The software denpendencies are listed in env.yml
. The required operating systems are Linux, MacOS, and Windows. The version the software has been tested on is v1.1.0.
Create the conda environment by conda env create -f env.yml
.
Usage:
python load.py [-h] --df_path DF_PATH --name NAME --out_dir OUT_DIR [--ct_order_path CT_ORDER_PATH]
Description of arguments can be accessed by python load.py -h
.
Preprocess the tabular data and make them into a dictionary dataset.
required arguments:
--df_path DF_PATH input tabular data (.csv) path
--name NAME user-defined data name
--out_dir OUT_DIR output directory
optional arguments:
--ct_order_path CT_ORDER_PATH
input CT order file (.json) path
Usage:
python identify.py [-h] --ds_path DS_PATH --out_dir OUT_DIR --n_cns N_CNS [--cns_path CNS_PATH] [--Naive s [n_neighbors ...]]
[--HMRF eps beta [max_neighbors max_iter max_iter_no_change ...]] [--seed SEED] [--verbose]
{CC,CFIDF,CNE,Spatial_LDA} ...
Description of general arguments for idenfication and smoothing can be accessed by python identify.py -h
.
Identify and smooth CNs.
positional arguments:
{CC,CFIDF,CNE,Spatial_LDA}
identification method
required arguments:
--ds_path DS_PATH input dataset (.pkl) path
--out_dir OUT_DIR output directory
--n_cns N_CNS number of CNs
optional arguments:
--cns_path CNS_PATH only do smoothing using the CN file (.pkl) at the given path
--Naive s [n_neighbors ...]
Naive smoothing technique
s: minimum size of a CN instance
n_neighbors: effective only when input cell representions (feats) are None, number of nearest neighbors considered for building CC cell representations (default: 10)
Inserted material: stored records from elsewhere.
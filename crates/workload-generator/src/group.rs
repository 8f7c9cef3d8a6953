//! Generators that advance together and yield tuples.

use crate::generator::Generator;
use crate::permutation::Permutation;
use crate::seed::{permutation_key, sub_seed};
use workload_core::{GroupBinding, Result, Value, WorkloadError};

/// Uniqueness over the Cartesian product of member domains.
#[derive(Debug, Clone)]
struct ProductUnique {
    ordinal: u64,
    /// Member domain sizes, first member most significant
    radices: Vec<u64>,
    permutation: Permutation,
}

impl ProductUnique {
    /// Split a product index into one domain index per member.
    fn decode(&self, mut index: u64) -> Vec<u64> {
        let mut digits = vec![0u64; self.radices.len()];
        for (digit, radix) in digits.iter_mut().zip(&self.radices).rev() {
            *digit = index % radix;
            index /= radix;
        }
        digits
    }
}

/// Ordered `(name, Generator)` pairs drawn in lockstep.
///
/// Every `next()` advances each member by exactly one call, in declared
/// order, whether or not another member failed.
#[derive(Debug, Clone)]
pub struct GroupGenerator {
    name: String,
    names: Vec<String>,
    members: Vec<Generator>,
    product: Option<ProductUnique>,
    call_index: u64,
}

impl GroupGenerator {
    /// Pair `names` with `generators`.
    pub fn new(name: impl Into<String>, names: Vec<String>, generators: Vec<Generator>) -> Result<Self> {
        let name = name.into();
        if names.len() != generators.len() || names.is_empty() {
            return Err(WorkloadError::GroupArityMismatch {
                group: name,
                expected: names.len(),
                actual: generators.len(),
            });
        }
        Ok(Self {
            name,
            names,
            members: generators,
            product: None,
            call_index: 0,
        })
    }

    /// Build the group for a binding, honoring its `unique` flag.
    pub fn from_binding(run_seed: u64, binding: &GroupBinding) -> Result<Self> {
        let names = binding.params.iter().map(|p| p.name.clone()).collect();
        let generators = binding
            .params
            .iter()
            .map(|p| Generator::new(run_seed, p.ordinal, p.rule.clone()))
            .collect::<Result<Vec<_>>>()?;
        let group = Self::new(binding.name.clone(), names, generators)?;
        if binding.unique {
            group.unique_over_product(run_seed, binding.ordinal)
        } else {
            Ok(group)
        }
    }

    /// Make the tuple as a whole unique across the product of member domains.
    pub fn unique_over_product(mut self, run_seed: u64, ordinal: u64) -> Result<Self> {
        let mut radices = Vec::with_capacity(self.members.len());
        for (name, member) in self.names.iter().zip(&self.members) {
            let rule = member.rule();
            if rule.unique || rule.null_percentage > 0 {
                return Err(WorkloadError::invalid_rule(format!(
                    "member '{name}' of unique group '{}' must be a plain enumerable rule",
                    self.name
                )));
            }
            let size = member.domain_size().ok_or_else(|| {
                WorkloadError::invalid_rule(format!(
                    "member '{name}' of unique group '{}' is not enumerable",
                    self.name
                ))
            })?;
            radices.push(size);
        }
        let domain = radices
            .iter()
            .try_fold(1u64, |acc, size| acc.checked_mul(*size))
            .ok_or_else(|| {
                WorkloadError::invalid_rule(format!(
                    "unique group '{}' spans more than {} tuples",
                    self.name,
                    u64::MAX
                ))
            })?;

        self.product = Some(ProductUnique {
            ordinal,
            radices,
            permutation: Permutation::new(domain, permutation_key(sub_seed(run_seed, ordinal))),
        });
        Ok(self)
    }

    /// Group name.
    pub fn name(&self) -> &str {
        &self.name
    }

    /// Member names in tuple order.
    pub fn names(&self) -> &[String] {
        &self.names
    }

    /// Number of members.
    pub fn len(&self) -> usize {
        self.members.len()
    }

    /// Groups always have members once built.
    pub fn is_empty(&self) -> bool {
        self.members.is_empty()
    }

    /// Number of tuples produced so far.
    pub fn call_index(&self) -> u64 {
        self.call_index
    }

    /// Per-member call counters, in tuple order.
    pub fn member_call_indices(&self) -> Vec<u64> {
        self.members.iter().map(Generator::call_index).collect()
    }

    /// Produce the next tuple in declared order.
    pub fn next(&mut self) -> Result<Vec<Value>> {
        let index = self.call_index;
        self.call_index += 1;

        let values = match &self.product {
            Some(product) => {
                for member in &mut self.members {
                    member.skip(1);
                }
                let domain = product.permutation.domain();
                if index >= domain {
                    return Err(WorkloadError::DomainExhausted {
                        ordinal: product.ordinal,
                        domain_size: domain,
                    });
                }
                let digits = product.decode(product.permutation.apply(index));
                self.members
                    .iter()
                    .zip(digits)
                    .map(|(member, digit)| member.synth().value_at(digit))
                    .collect::<Result<Vec<_>>>()?
            }
            None => {
                let mut values = Vec::with_capacity(self.members.len());
                let mut first_error = None;
                for member in &mut self.members {
                    match member.next() {
                        Ok(value) => values.push(value),
                        Err(err) => {
                            first_error.get_or_insert(err);
                        }
                    }
                }
                if let Some(err) = first_error {
                    return Err(err);
                }
                values
            }
        };

        if values.len() != self.names.len() {
            return Err(WorkloadError::GroupArityMismatch {
                group: self.name.clone(),
                expected: self.names.len(),
                actual: values.len(),
            });
        }
        Ok(values)
    }

    /// Next tuple paired with member names.
    pub fn next_named(&mut self) -> Result<Vec<(String, Value)>> {
        let values = self.next()?;
        Ok(self.names.iter().cloned().zip(values).collect())
    }

    /// Go back to the first tuple.
    pub fn reset(&mut self) {
        self.resume_at(0);
    }

    /// Skip `n` tuples.
    pub fn skip(&mut self, n: u64) {
        self.resume_at(self.call_index.saturating_add(n));
    }

    /// Continue from tuple `call_index`.
    pub fn resume_at(&mut self, call_index: u64) {
        self.call_index = call_index;
        for member in &mut self.members {
            member.resume_at(call_index);
        }
    }
}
--HMRF eps beta [max_neighbors max_iter max_iter_no_change ...]
HMRF smoothing technique
eps: pixel radius of neighborhoods
beta: weight of each neighbor in the same CN
max_neighbors: maximum number of neighbors considered, -1 for all (default: -1)
max_iter: the maximum number of iterations (default: 50)
max_iter_no_chanage: stop if the loss does not change for some iterations (default: 3)
--seed SEED seed for reproducibility
--verbose whether to print out metric values
Description of specific arguments for each idenfication method can be accessed by python identify.py <method> -h
. Using CNE as an example,
usage: identify.py CNE [-h] [--eta ETA] [--max_neighbors MAX_NEIGHBORS] [--exclude_cts [EXCLUDE_CTS [EXCLUDE_CTS ...]]]
required arguments:
--eta ETA scale parameter of the Gaussian distribution's std
optional arguments:
--max_neighbors MAX_NEIGHBORS
maximum number of neighbors considered, -1 for all (default: -1)
--exclude_cts [EXCLUDE_CTS [EXCLUDE_CTS ...]]
list of CTs to exclude in CN identification (default: [])
Run jupyter notebooks under the analysis
folder.
sh run_load.sh
sh run_idenfity.sh
Expected CN outputs and running time can be found in the cn/*/CNE
folder. Expected analysis outputs can be found in the analysis_res/*/CNE
folder.
Our implementation adapts the code of Spatial LDA, Schurch et al. (2020), and Bhate et al. (2022) as cellular neighborhood identification and analysis methods. We thank the authors for sharing their code.